In Alberta, wolves returned to public prominence during the early 1980s. In 1982, Albertans reported more sightings, including packs in or near settlements. Livestock kills were up, and hunters renewed their complaints. There was no doubt that wolves had taken advantage of favorable conditions. Biologists reported die-offs of moose from ticks across a wide belt stretching from east-central to northwestern Alberta during the preceding winter. Wolves apparently found a plentiful food supply, which allowed high reproduction and survival of pups leading to resurgence in populations. Resulting public discussion prompted government to announce several provisional wolf management strategies in January 1983.

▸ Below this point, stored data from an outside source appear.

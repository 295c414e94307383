use transfer_scheduler_server::{api::app_router, build_state, config::Config, init_tracing};

#[tokio::main]
async fn main() -> anyhow::Result<()> {
    let config = Config::from_env()?;
    init_tracing();
    let state = build_state(&config).await?;
    let router = app_router(state, &config);
    tracing::info!("Listening on {}", config.listen_addr);
    let listener = tokio::net::TcpListener::bind(config.listen_addr).await?;
    axum::serve(listener, router).await?;
    Ok(())
}
use std::{path::Path, sync::Arc};

use crate::main_lib::AppState;
use axum::{extract::State, http::StatusCode, routing::get, Router};

async fn healthz() -> &'static str {
    "ok"
}

/// Ready once the database file is in place.
async fn readyz(State(state): State<Arc<AppState>>) -> (StatusCode, &'static str) {
    if Path::new(&state.db_path).exists() {
        (StatusCode::OK, "ok")
    } else {
        (StatusCode::SERVICE_UNAVAILABLE, "database unavailable")
    }
}

pub fn router() -> Router<Arc<AppState>> {
    Router::new()
        .route("/healthz", get(healthz))
        .route("/readyz", get(readyz))
}
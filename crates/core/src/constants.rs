/// Earliest schedulable lead time (same-day execution)
pub const MIN_LEAD_DAYS: i64 = 0;

/// Latest schedulable lead time
pub const MAX_LEAD_DAYS: i64 = 50;

/// Decimal places for amounts and fees
pub const DISPLAY_DECIMAL_PRECISION: u32 = 2;

/// Number of digits in an account identifier
pub const ACCOUNT_NUMBER_LENGTH: usize = 10;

The objectives were to reduce local wolf populations where chronic livestock depredations occurred and ungulate herds were in serious decline. Strategies were designed to encourage a trapping harvest of 30 percent of the provincial wolf population. During 1983-1985, wolf trapping instruction and complimentary equipment were provided to trappers. Additional research of wolf-prey systems was recommended.
M. Sloan photo |
During this period, investigations of Alberta's only migratory herd of woodland caribou in Willmore Wilderness-Grande Cache, revealed wolf predation was a likely contributor to the herd's decline. The caribou, which numbered 1000 to 1600 in the 1960s, had plummeted to about 300 by 1980. Caribou were classified as threatened throughout the province, and the hunting season was closed in 1981, but the herd did not respond. Ten of 12 deaths of radioed caribou were thought to be predator-caused, and wolves were implicated in several of them. To assist the herd, the provincial caribou plan of 1986 recommended wolf reductions as one component of restoration. This recommendation renewed public controversy. Wilderness advocates wanted a moratorium on wolf control while other measures in the plan were tried. Such measures include coordinated logging to ensure sufficient old-growth caribou habitat was retained on winter ranges, reduction of kills by Natives, education of hunters, and control of traffic to reduce mortalities on the Grande Cache highway.
Wolf control to restore this herd of threatened caribou did not occur, whereas the remaining strategies inched forward. About the same time, the Nordegg wolf study revealed high winter kill rates and a declining elk herd. Plans to control this wolf population as part of the research were not accepted by government and the study was terminated.
By the mid-1980s, wildlife managers were reporting fewer wolves on winter moose surveys. This decline was not unexpected because many of the northern herds were at low densities and could support few wolves. Rapid declines had been observed in Minnesota, Isle Royale, and in Jasper National Park following the demise of principal prey species. In these situations, wolves invade neighboring territories, fight and kill one another, and starve. This course of events undoubtedly occurred in parts of northern Alberta. Scientists postulate that natural wolf-ungulate systems tend to stabilize at low numbers.